Middle east: The power of silence



By Gorill Husby and Guri Wiggen
http://www.atimes.com/atimes/Middle_East/EG10Ak01.html

OSLO - "If the reality in Iraq is one thing and the reporting of it remains
another, it is because much of the media want it that way," say two leading
journalists who have earned reputations for reporting the "other" side of
the Iraq story.

The level of self-censorship in the media has risen not just during the Iraq
war but also since September 11, says Robert Fisk from The Independent
newspaper published in Britain and John Pilger, Australian broadcaster and
film maker.

Pilger and Fisk both spoke to Inter Press Service on visits to Oslo
recently. Pilger was to receive the US$100,000 Sophie Prize for 30 years of
work to expose deception and war against humanity. Fisk gave a lecture at
Fritt Ord, a Norwegian media foundation.

"Propaganda is not found just in totalitarian states," Pilger said. "There
at least they know they are being lied to. We tend to assume it is the
truth. In the US, censorship is rampant."

Self-censorship, that is. This kind of self-censorship is an increasing
problem, and leads to one-dimensional coverage that journalists must learn
to transcend, Pilger added. "The most important soldiers in the Iraq war
were not the troops, but the journalists and the broadcasters," Pilger said.
"Lies were transformed into themes for public debate. The true reason was of
course - as we all now know - not to rid Iraq of Saddam Hussein and remove
their alleged weapons of mass destruction, but to achieve the real
Anglo-American aim; to capture an oil-rich country and to control the Middle
East."

Self-censorship is a particular problem because of the "myth of neutrality"
around Western media. "When you declare yourself neutral, everybody else
seems biased," Pilger said. "But as seen in the Iraq coverage and elsewhere,
journalists very often assume the culture of the media institution and all
its unwritten restrictions." But even the term self-censorship is not quite
right, Pilger says, "because many journalists are unaware that they are
censoring themselves".

Media organizations are now under tight control, Pilger said. Just five
corporations rule the broadcasters in the United States.
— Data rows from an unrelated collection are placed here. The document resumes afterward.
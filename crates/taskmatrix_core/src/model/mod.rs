//! Domain model for the task-tracking core.
//!
//! # Responsibility
//! - Define the canonical task record and its partial-update payload.
//! - Define the Eisenhower evaluation state and quadrant classification.
//!
//! # Invariants
//! - `completed` and `status` always agree on whether a task is done.
//! - Evaluation state distinguishes absent, valid, and undecodable
//!   payloads so aggregation can count them differently.

pub mod eisenhower;
pub mod task;
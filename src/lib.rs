//! MLB Player Props Pipeline Library
//!
//! Collects MLB player prop lines from a sports-odds API and stages them for
//! reporting:
//!
//! 1. **Ingestion**: list the day's events, fetch each event's prop markets
//!    one at a time with retries and pacing, normalize every outcome and
//!    aggregate by player and by Over/Under category bucket.
//!
//! 2. **Enrichment**: resolve each aggregated player to season and recent
//!    game statistics through single-flight caches and a bounded worker pool.

pub mod aggregator;
pub mod config;
pub mod enrichment;
pub mod error;
pub mod identity;
pub mod normalizer;
pub mod odds_client;
pub mod pipeline;
pub mod report;
pub mod services;
pub mod types;

pub use aggregator::{CategoryBuckets, PlayerAggregate, PropAggregator};
pub use config::Config;
pub use enrichment::{MlbStatsClient, StatsEnricher, StatsLookup, StatsSource};
pub use error::PipelineError;
pub use identity::PlayerKey;
pub use odds_client::{OddsApiClient, OddsSource};
pub use pipeline::{IngestionConfig, IngestionOutput, PropPipeline};
pub use report::ReportData;
pub use types::{BetSide, CanonicalProp, Event, Line, PropCategory};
In Australia,
Rupert Murdoch controls 70 percent of the media. "We live in an age of
information," he says. "Yet the media is not attacking the ruling system.
The media has never before been so controlled, and propaganda is all around.
Most of us don't even see it." The three main dangers facing the world, he
said, are silence, betrayal and power - and journalists can make silence
dangerous.

Fisk says that the story in Iraq most correspondents chose not to report was
the "bomb now, die later" policy through use of depleted uranium (DU). Since
the Gulf War of 1991 the number of cancer patients had risen, and "strange
vegetables" had begun to appear on the market. The distortions were most
likely to have been caused by use of DU, he said.

"I told my colleagues that this was an interesting story that should be
reported," Fisk said. "But most of them said, 'honestly Bob, we do not want
to write home about sick children'. An official American military document
states that DU dust can indeed be spread in battles and lead to serious
illness in humans, but this is not reported."
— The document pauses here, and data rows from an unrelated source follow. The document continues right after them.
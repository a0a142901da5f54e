//! Rate Limiter - token bucket for the stats API
//!
//! The public MLB stats API does not publish hard limits, so the enrichment
//! stage spends from a configurable bucket (default 40 requests per 10
//! seconds) shared by every worker.

use std::sync::Arc;
use tokio::sync::Mutex;
use tokio::time::{Duration, Instant};
use tracing::debug;

/// A single token bucket
struct TokenBucket {
    tokens: f64,
    max_tokens: f64,
    refill_rate: f64, // tokens per second
    last_refill: Instant,
}

impl TokenBucket {
    fn new(max_requests: u32, window: Duration) -> Self {
        let max = max_requests.max(1) as f64;
        let window_secs = window.as_secs_f64().max(0.001);
        Self {
            tokens: max,
            max_tokens: max,
            refill_rate: max / window_secs,
            last_refill: Instant::now(),
        }
    }

    /// Refill tokens based on elapsed time
    fn refill(&mut self) {
        let now = Instant::now();
        let elapsed = now.duration_since(self.last_refill).as_secs_f64();
        self.tokens = (self.tokens + elapsed * self.refill_rate).min(self.max_tokens);
        self.last_refill = now;
    }

    /// Try to consume one token. Returns true if successful.
    fn try_acquire(&mut self) -> bool {
        self.refill();
        if self.tokens >= 1.0 {
            self.tokens -= 1.0;
            true
        } else {
            false
        }
    }

    /// Time until one token is available
    fn time_until_available(&mut self) -> Duration {
        self.refill();
        if self.tokens >= 1.0 {
            Duration::ZERO
        } else {
            let deficit = 1.0 - self.tokens;
            Duration::from_secs_f64(deficit / self.refill_rate)
        }
    }
}

/// Cloneable handle to one shared token bucket
#[derive(Clone)]
pub struct RateLimiter {
    bucket: Arc<Mutex<TokenBucket>>,
}

impl RateLimiter {
    pub fn new(max_requests: u32, window: Duration) -> Self {
        Self {
            bucket: Arc::new(Mutex::new(TokenBucket::new(max_requests, window))),
        }
    }

    /// Acquire a token, waiting if necessary.
    /// Returns true if we had to wait (i.e., were rate limited).
    pub async fn acquire(&self) -> bool {
        let mut waited = false;
        loop {
            let wait_time = {
                let mut b = self.bucket.lock().await;
                if b.try_acquire() {
                    return waited;
                }
                b.time_until_available()
            };

            waited = true;
            debug!("Rate limiter: waiting {:?}", wait_time);
            tokio::time::sleep(wait_time).await;
        }
    }
}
The public and civil society opposed the Iraq war because they understood
the hidden agenda, but "editors have a tendency to underestimate their
readership", he said. Readers are seen as ignorant or disinterested.
Self-censorship continues in Iraq after the war, and elsewhere, Fisk said.
"Many more people have died so far in the war against terrorism than on
September 11 2001," Fisk said. "That is the story of our time, and very few
are writing it."

Twenty thousand people have died just in the Afghanistan war, seven times
more than on September 11, Fisk said. This is just one example of the "great
power of silence that is threatening to dominate us all".

Coupled with self-censorship is the censorship being imposed on the Iraqi
media, Fisk said. This, too, is not being reported adequately in the United
States. The US administration has set up a committee for press censorship in
Iraq, which means the Iraqi press can publish anything to remind people
about the terror of Saddam, but is not allowed to write freely about current
events crucial to them and their future.

Pilger sees reason for optimism, though. "There is a movement of resistance
globally from the landless peoples movement in Brazil to the huge anti-war
movement," he said. "Nothing like this has ever happened before in my
lifetime." The superpower in Washington is being challenged by the other
superpower, he says; the superpower of public opinion.